● ASSIGNED TASK: Given the records that follow, return each one verbatim.

+++

use std::{fmt, sync::Arc};

use parking_lot::Mutex;

use super::{pin::ExclusivePin, CacheFuture};
use crate::{util::FutureCell, Result};

/// Progress of a coalesced load.
#[derive(Debug, Clone, Copy, PartialEq, Eq)]
pub enum LoadState {
    /// Not started; the first caller will run it.
    Planned,
    /// A producer is filling the entries.
    Loading,
    Loaded,
    Cancelled,
}

/// Result of [`CoalescedLoad::load_or_future`].
#[derive(Debug)]
pub enum LoadStatus {
    /// The load is over (loaded or cancelled); re-check the cache.
    Complete,
    /// Another caller is loading. Carries a future when one was requested.
    Pending(Option<CacheFuture>),
}

/// Producer half of a coalesced load: fills a batch of entries, returning
/// their freshly loaded exclusive pins.
pub trait EntryLoader: Send + Sync {
    /// Load the batch. `prefetch` is true when nobody is waiting on the
    /// result, so the implementation may deprioritize the read.
    fn load(&self, prefetch: bool) -> Result<Vec<ExclusivePin>>;
}

/// Coordinates a multi-entry load so one producer fills N entries that will
/// be read together, while every other interested caller shares a single
/// completion.
///
/// Dropping a load cancels it, waking any waiters; they re-check the cache
/// and re-plan what is still missing.
pub struct CoalescedLoad {
    state: Mutex<LoadShared>,
    loader: Box<dyn EntryLoader>,
}

struct LoadShared {
    state: LoadState,
    promise: Option<Arc<FutureCell<bool>>>,
}

impl CoalescedLoad {
    pub fn new(loader: Box<dyn EntryLoader>) -> Self {
        Self {
            state: Mutex::new(LoadShared {
                state: LoadState::Planned,
                promise: None,
            }),
            loader,
        }
    }

    pub fn state(&self) -> LoadState {
        self.state.lock().state
    }

    /// Run the load if it is still planned, or report on the one in flight.
    ///
    /// Exactly one caller observes `Planned` and becomes the producer; it
    /// fills the batch, publishes every entry, and returns `Complete`. With
    /// `wait` set, callers that lose the race receive a future resolving
    /// when the producer finishes or gives up. A producer failure cancels
    /// the load, wakes all waiters, and surfaces the original error.
    pub fn load_or_future(&self, wait: bool) -> Result<LoadStatus> {
        {
            let mut shared = self.state.lock();
            match shared.state {
                LoadState::Loaded | LoadState::Cancelled => return Ok(LoadStatus::Complete),
                LoadState::Loading => {
                    let future = if wait {
                        let cell = shared
                            .promise
                            .get_or_insert_with(|| Arc::new(FutureCell::new()))
                            .clone();
                        Some(CacheFuture::new(cell))
                    } else {
                        None
                    };
                    return Ok(LoadStatus::Pending(future));
                }
                LoadState::Planned => shared.state = LoadState::Loading,
            }
        }
        // Outside the lock: only this caller saw Planned.
        let pins = match self.loader.load(!wait) {
            Ok(pins) => pins,
            Err(error) => {
                // Wake waiters; the original failure surfaces to the caller.
                self.set_end_state(LoadState::Cancelled);
                return Err(error);
            }
        };
        for pin in pins {
            assert!(
                pin.key().file_num != 0,
                "loader produced an entry with a cleared key"
            );
            drop(pin.into_shared());
        }
        self.set_end_state(LoadState::Loaded);
        Ok(LoadStatus::Complete)
    }

    fn set_end_state(&self, state: LoadState) {
        let promise = {
            let mut shared = self.state.lock();
            shared.state = state;
            shared.promise.take()
        };
        if let Some(promise) = promise {
            let _ = promise.set(true);
        }
    }
}

impl Drop for CoalescedLoad {
    fn drop(&mut self) {
        // Unblock possibly waiting threads.
        self.set_end_state(LoadState::Cancelled);
    }
}

impl fmt::Debug for CoalescedLoad {
    fn fmt(&self, f: &mut fmt::Formatter<'_>) -> fmt::Result {
        f.debug_struct("CoalescedLoad")
            .field("state", &self.state())
            .finish_non_exhaustive()
    }
}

+++

● RESULT OF THIS EXERCISE:
use std::{fmt, sync::Arc};

use parking_lot::Mutex;

use super::{pin::ExclusivePin, CacheFuture};
use crate::{util::FutureCell, Result};

/// Progress of a coalesced load.
#[derive(Debug, Clone, Copy, PartialEq, Eq)]
pub enum LoadState {
    /// Not started; the first caller will run it.
    Planned,
    /// A producer is filling the entries.
    Loading,
    Loaded,
    Cancelled,
}

/// Result of [`CoalescedLoad::load_or_future`].
#[derive(Debug)]
pub enum LoadStatus {
    /// The load is over (loaded or cancelled); re-check the cache.
    Complete,
    /// Another caller is loading. Carries a future when one was requested.
    Pending(Option<CacheFuture>),
}

/// Producer half of a coalesced load: fills a batch of entries, returning
/// their freshly loaded exclusive pins.
pub trait EntryLoader: Send + Sync {
    /// Load the batch. `prefetch` is true when nobody is waiting on the
    /// result, so the implementation may deprioritize the read.
    fn load(&self, prefetch: bool) -> Result<Vec<ExclusivePin>>;
}

/// Coordinates a multi-entry load so one producer fills N entries that will
/// be read together, while every other interested caller shares a single
/// completion.
///
/// Dropping a load cancels it, waking any waiters; they re-check the cache
/// and re-plan what is still missing.
pub struct CoalescedLoad {
    state: Mutex<LoadShared>,
    loader: Box<dyn EntryLoader>,
}

struct LoadShared {
    state: LoadState,
    promise: Option<Arc<FutureCell<bool>>>,
}

impl CoalescedLoad {
    pub fn new(loader: Box<dyn EntryLoader>) -> Self {
        Self {
            state: Mutex::new(LoadShared {
                state: LoadState::Planned,
                promise: None,
            }),
            loader,
        }
    }

    pub fn state(&self) -> LoadState {
        self.state.lock().state
    }

    /// Run the load if it is still planned, or report on the one in flight.
    ///
    /// Exactly one caller observes `Planned` and becomes the producer; it
    /// fills the batch, publishes every entry, and returns `Complete`. With
    /// `wait` set, callers that lose the race receive a future resolving
    /// when the producer finishes or gives up. A producer failure cancels
    /// the load, wakes all waiters, and surfaces the original error.
    pub fn load_or_future(&self, wait: bool) -> Result<LoadStatus> {
        {
            let mut shared = self.state.lock();
            match shared.state {
                LoadState::Loaded | LoadState::Cancelled => return Ok(LoadStatus::Complete),
                LoadState::Loading => {
                    let future = if wait {
                        let cell = shared
                            .promise
                            .get_or_insert_with(|| Arc::new(FutureCell::new()))
                            .clone();
                        Some(CacheFuture::new(cell))
                    } else {
                        None
                    };
                    return Ok(LoadStatus::Pending(future));
                }
                LoadState::Planned => shared.state = LoadState::Loading,
            }
        }
        // Outside the lock: only this caller saw Planned.
        let pins = match self.loader.load(!wait) {
            Ok(pins) => pins,
            Err(error) => {
                // Wake waiters; the original failure surfaces to the caller.
                self.set_end_state(LoadState::Cancelled);
                return Err(error);
            }
        };
        for pin in pins {
            assert!(
                pin.key().file_num != 0,
                "loader produced an entry with a cleared key"
            );
            drop(pin.into_shared());
        }
        self.set_end_state(LoadState::Loaded);
        Ok(LoadStatus::Complete)
    }

    fn set_end_state(&self, state: LoadState) {
        let promise = {
            let mut shared = self.state.lock();
            shared.state = state;
            shared.promise.take()
        };
        if let Some(promise) = promise {
            let _ = promise.set(true);
        }
    }
}

impl Drop for CoalescedLoad {
    fn drop(&mut self) {
        // Unblock possibly waiting threads.
        self.set_end_state(LoadState::Cancelled);
    }
}

impl fmt::Debug for CoalescedLoad {
    fn fmt(&self, f: &mut fmt::Formatter<'_>) -> fmt::Result {
        f.debug_struct("CoalescedLoad")
            .field("state", &self.state())
            .finish_non_exhaustive()
    }
}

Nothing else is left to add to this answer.